LOS CELOS MORBOSOS: CUANDO NO HAY DOS SIN TRES


Los celos, sentimientos tan notorios como universales, se nutren de la desconfianza, la imaginación desenfrenada, la susceptibilidad y, especialmente, de paranoia; lo que explican su presencia en estos apuntes.

Los celos simples, aquellos que se manifiestan en pequeñas crisis, son parte, por si decirlo, del cotidiano léxico conyugal y en general desaparecen, si son infundados, a la luz de la realidad.

Los celos complejos, aquellos que están contaminados de paranoia, tienen otro carácter, otro gravedad. La persona celosa, en este caso, tiene un único y gran temor: la traición de su pareja. Y es un temor tan profundo e intenso, tan obsesivo y devorador, que, en realidad quien lo sufre ya da por descontado que ella o él, es infiel y se extenúa buscando las pruebas. En realidad, al verla de afuera, no se puede saber en este caso qué es más doloroso: la perspectiva de infidelidad o la infidelidad misma. El celoso patológico así como el paranoico puro, no tiene ninguna necesidad de enfrentarse a la realidad: se construye él mismo sus propios fantasmas, y es a él mismo a quien atrapa. Toma como punto de mira un elemento -un hecho, un objeto, una palabra, una mirada-, lo aísla del contexto general y en torno a él crea la escena completa. De nada valen las explicaciones de la víctima ni sus palabras tranquilizadoras: para el celoso paranoide no son más que falsas coartadas para salir del paso.

Por años soporté las acusaciones gratuitas de mi marido -cuenta Mercedes- hurgaba en mis bolsillos, en la cartera, me inspeccionaba la ropa, tomaba nota de la hora a la que me iba y a la que volvía, telefoneaba en forma anónima a la oficina para saber si yo estaba allí... era una trágica caricatura.


Terminé traicionándolo de verdad: sufrir por sufrir, al menos que fuera por algo. Las sospechas llegan a provocar en el sospechado una paranoia defensiva: se siente espiado también cuando no lo está y termina provocando escenas a aún en los períodos de calma. En estas parejas faltan dos factores funda- mentales de relación: la comunicación y la confianza.

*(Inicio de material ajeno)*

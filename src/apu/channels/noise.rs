//! Noise channel implementation for percussion and sound effects

use serde::{Deserialize, Serialize};

use super::{require, Channel, RangeCheck, TimerCadence};
use crate::apu::components::{
    Envelope, LengthCounter, NoiseShiftRegister, Timer, WaveformGenerator,
};
use crate::apu::constants::NOISE_PERIOD_TABLE;

/// Noise channel for percussion and sound effects
#[derive(Debug, Clone, Serialize, Deserialize)]
pub struct NoiseChannel {
    /// Raw register bytes
    pub(crate) registers: [u8; 4],
    /// Envelope generator
    pub(crate) envelope: Envelope,
    /// Length counter
    pub(crate) length_counter: LengthCounter,
    /// Timer
    pub(crate) timer: Timer,
    /// 15-bit linear feedback shift register
    pub(crate) shift_register: NoiseShiftRegister,
}

impl Default for NoiseChannel {
    fn default() -> Self {
        Self::new()
    }
}

impl NoiseChannel {
    const CADENCE: TimerCadence = TimerCadence::ApuCycle;

    /// Create a new noise channel
    pub fn new() -> Self {
        let mut timer = Timer::new();
        timer.set_period(Self::timer_period(0));

        Self {
            registers: [0; 4],
            envelope: Envelope::new(),
            length_counter: LengthCounter::new(),
            timer,
            shift_register: NoiseShiftRegister::new(),
        }
    }

    /// Divider period for a table index
    /// The table is in CPU cycles and the timer is clocked on APU cycles
    fn timer_period(index: u8) -> u16 {
        NOISE_PERIOD_TABLE[(index & 0x0F) as usize] / 2 - 1
    }

    pub fn check_ranges(&self) -> RangeCheck {
        require(self.envelope.is_in_range(), "envelope")?;
        require(self.shift_register.is_in_range(), "shift_register")?;
        require(self.timer.is_in_range(), "timer")
    }
}

impl Channel for NoiseChannel {
    fn write_register(&mut self, index: u8, data: u8) {
        let index = index & 0x03;
        self.registers[index as usize] = data;

        match index {
            0 => {
                self.length_counter.set_halt((data & 0x20) != 0);
                self.envelope.write_control(data);
            }
            1 => {} // unused
            2 => {
                self.shift_register.set_short_mode((data & 0x80) != 0);
                self.timer.set_period(Self::timer_period(data));
            }
            _ => {
                self.length_counter.load(data >> 3);
                self.envelope.restart();
            }
        }
    }

    fn registers(&self) -> &[u8; 4] {
        &self.registers
    }

    fn clock_timer(&mut self, cpu_cycle: u64) {
        if Self::CADENCE.is_due(cpu_cycle) && self.timer.clock() {
            self.shift_register.clock();
        }
    }

    fn clock_quarter_frame(&mut self) {
        self.envelope.clock();
    }

    fn clock_half_frame(&mut self) {
        self.length_counter.clock();
    }

    fn set_enabled(&mut self, enabled: bool) {
        self.length_counter.set_enabled(enabled);
    }

    fn is_active(&self) -> bool {
        self.length_counter.is_active()
    }

    /// 0 or the envelope volume
    fn output(&self) -> u8 {
        if self.length_counter.is_silenced() {
            return 0;
        }
        self.envelope.volume() * self.shift_register.output()
    }
}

El hecho es que la persona morbosamente celosa se siente en peligro ante la menor alarma. ¿Por qué? Porque a tal punto está privada de confianza en sí misma, que cualquier persona le parece suficientemente hábil, inteligente y seductora para poder tomar fácilmente su puesto. Privada de autoestima, busca en la mirada de su pareja aquella seguridad que nadie podrá darle. En cuanto a la comunicación, es un vocablo del cual el paranoide desconoce por completo su significado. Una constante de los comportamientos paranoides: provocar chispas de traición y soplar hasta que se encienda el fuego. Para la satisfacción de poder decir, llegado el momento: ¿vistes? tenía razón yo. Porque no hay nada peor para nuestro celoso que estar equivocado. Reconocer su error lo haría profundizar en su falta de seguridad que él se niega a ver y que es el origen de todo.

Tomar consciencia de esto, sin embargo, es superior a sus fuerzas. Mucho más conveniente que su dolor es encontrar una justificación en el exterior: la justificación. ¿Quién mejor que la propia pareja para ser el chivo expiatorio.